*Task*
Search each line of the data for the word "emit"; copy every line where it is found.

*Source material*
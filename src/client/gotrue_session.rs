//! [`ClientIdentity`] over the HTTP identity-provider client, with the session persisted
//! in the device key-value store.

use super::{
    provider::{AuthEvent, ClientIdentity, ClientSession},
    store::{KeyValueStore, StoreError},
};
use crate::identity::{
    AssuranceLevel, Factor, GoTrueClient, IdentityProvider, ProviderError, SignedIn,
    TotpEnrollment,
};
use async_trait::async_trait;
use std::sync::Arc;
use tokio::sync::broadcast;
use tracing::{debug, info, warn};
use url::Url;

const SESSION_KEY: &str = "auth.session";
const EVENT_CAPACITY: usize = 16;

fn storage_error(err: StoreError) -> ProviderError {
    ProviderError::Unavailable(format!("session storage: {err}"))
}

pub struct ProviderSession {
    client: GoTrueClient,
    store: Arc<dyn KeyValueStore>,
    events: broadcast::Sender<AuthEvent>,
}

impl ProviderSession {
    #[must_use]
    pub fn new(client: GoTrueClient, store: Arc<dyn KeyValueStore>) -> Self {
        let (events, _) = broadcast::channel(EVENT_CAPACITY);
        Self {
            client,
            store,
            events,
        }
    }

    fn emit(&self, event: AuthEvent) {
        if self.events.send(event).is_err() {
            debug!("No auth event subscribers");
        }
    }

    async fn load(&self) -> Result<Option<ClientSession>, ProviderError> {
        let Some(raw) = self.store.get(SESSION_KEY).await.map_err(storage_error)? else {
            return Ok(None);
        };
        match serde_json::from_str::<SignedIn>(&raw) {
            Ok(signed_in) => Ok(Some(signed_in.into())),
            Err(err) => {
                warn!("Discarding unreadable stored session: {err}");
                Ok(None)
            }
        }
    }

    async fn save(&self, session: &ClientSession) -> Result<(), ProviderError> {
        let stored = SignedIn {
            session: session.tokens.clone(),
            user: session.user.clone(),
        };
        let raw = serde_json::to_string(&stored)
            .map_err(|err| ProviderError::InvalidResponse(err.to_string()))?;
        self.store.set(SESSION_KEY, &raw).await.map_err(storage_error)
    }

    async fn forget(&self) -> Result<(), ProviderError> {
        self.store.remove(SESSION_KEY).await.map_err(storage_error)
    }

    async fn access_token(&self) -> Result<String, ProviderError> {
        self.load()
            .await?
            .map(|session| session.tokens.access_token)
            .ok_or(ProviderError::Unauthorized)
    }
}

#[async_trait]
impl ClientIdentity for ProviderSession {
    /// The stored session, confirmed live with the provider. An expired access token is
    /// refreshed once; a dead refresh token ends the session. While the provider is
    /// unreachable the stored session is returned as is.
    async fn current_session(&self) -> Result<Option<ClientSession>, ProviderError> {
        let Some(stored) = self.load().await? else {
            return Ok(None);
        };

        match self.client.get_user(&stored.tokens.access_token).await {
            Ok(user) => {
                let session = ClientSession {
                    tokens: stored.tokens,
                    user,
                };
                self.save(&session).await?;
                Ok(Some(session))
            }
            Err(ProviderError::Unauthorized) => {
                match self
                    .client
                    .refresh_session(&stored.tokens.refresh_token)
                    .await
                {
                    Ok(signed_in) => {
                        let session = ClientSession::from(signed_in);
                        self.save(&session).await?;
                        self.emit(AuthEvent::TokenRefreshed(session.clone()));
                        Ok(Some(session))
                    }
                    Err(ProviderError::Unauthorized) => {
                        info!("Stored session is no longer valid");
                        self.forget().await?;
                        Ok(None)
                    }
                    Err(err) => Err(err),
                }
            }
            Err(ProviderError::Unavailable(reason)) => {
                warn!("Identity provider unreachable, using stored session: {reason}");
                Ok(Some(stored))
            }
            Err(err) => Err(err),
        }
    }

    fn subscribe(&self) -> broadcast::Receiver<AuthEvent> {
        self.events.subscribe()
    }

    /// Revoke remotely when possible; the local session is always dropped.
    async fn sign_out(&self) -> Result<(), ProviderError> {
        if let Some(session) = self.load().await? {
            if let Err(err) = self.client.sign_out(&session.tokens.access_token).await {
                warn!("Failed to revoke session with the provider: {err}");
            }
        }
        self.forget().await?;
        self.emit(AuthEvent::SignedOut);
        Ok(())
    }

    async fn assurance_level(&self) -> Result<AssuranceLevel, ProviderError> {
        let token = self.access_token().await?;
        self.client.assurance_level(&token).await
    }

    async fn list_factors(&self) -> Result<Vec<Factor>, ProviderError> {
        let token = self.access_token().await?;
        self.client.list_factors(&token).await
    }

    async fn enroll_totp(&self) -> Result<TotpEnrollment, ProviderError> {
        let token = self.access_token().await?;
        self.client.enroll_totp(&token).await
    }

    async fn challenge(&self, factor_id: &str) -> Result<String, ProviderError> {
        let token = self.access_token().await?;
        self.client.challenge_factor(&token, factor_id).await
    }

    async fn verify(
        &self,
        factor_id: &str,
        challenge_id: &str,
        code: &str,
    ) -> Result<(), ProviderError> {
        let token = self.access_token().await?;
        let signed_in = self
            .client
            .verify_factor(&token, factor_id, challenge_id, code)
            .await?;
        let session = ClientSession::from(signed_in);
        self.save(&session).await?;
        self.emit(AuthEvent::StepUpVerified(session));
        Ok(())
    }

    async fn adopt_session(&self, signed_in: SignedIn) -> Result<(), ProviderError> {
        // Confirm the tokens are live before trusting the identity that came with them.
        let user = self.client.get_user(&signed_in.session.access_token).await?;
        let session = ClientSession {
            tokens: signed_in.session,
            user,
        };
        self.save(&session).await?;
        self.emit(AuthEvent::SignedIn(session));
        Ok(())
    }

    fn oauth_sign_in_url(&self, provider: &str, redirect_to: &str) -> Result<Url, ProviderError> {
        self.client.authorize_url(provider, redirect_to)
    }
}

---

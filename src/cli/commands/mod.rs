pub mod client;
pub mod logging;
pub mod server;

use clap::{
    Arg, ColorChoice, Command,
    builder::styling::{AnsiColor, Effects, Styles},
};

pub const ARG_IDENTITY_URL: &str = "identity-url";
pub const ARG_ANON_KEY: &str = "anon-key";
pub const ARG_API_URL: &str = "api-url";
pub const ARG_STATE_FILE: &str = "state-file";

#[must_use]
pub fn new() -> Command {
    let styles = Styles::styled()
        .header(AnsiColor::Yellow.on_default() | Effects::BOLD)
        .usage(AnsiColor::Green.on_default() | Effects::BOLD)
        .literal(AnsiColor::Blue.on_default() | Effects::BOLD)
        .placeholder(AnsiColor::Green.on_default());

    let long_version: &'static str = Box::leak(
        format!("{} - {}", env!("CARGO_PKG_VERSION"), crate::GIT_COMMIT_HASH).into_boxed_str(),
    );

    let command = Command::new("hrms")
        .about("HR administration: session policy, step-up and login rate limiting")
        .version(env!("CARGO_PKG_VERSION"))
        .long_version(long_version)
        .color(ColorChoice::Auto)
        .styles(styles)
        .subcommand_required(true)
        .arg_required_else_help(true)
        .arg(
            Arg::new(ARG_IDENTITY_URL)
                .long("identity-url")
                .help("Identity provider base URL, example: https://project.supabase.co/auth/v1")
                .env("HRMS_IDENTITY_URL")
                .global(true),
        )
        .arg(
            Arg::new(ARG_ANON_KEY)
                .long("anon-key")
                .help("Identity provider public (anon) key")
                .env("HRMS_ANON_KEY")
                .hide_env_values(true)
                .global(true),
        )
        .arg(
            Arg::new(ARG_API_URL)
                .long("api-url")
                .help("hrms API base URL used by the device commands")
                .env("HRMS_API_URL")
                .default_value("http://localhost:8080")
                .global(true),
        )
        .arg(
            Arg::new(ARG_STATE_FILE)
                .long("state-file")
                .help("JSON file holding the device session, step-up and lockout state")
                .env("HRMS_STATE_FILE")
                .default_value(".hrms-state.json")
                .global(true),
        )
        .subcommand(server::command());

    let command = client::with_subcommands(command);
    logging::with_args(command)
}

---

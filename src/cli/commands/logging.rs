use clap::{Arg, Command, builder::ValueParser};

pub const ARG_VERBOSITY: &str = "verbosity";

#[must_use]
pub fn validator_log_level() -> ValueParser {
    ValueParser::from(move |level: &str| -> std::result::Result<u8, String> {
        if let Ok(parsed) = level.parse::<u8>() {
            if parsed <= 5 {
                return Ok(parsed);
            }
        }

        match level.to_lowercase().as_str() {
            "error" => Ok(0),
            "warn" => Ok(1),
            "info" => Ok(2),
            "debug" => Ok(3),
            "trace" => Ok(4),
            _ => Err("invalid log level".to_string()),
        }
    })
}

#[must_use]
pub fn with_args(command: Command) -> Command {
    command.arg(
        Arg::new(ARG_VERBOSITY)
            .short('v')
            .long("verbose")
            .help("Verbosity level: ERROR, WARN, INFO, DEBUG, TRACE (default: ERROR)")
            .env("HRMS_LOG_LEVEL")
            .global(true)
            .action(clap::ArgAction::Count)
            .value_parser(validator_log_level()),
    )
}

*Result for this task*
    fn emit(&self, event: AuthEvent) {
                        self.emit(AuthEvent::TokenRefreshed(session.clone()));
        self.emit(AuthEvent::SignedOut);
        self.emit(AuthEvent::StepUpVerified(session));
        self.emit(AuthEvent::SignedIn(session));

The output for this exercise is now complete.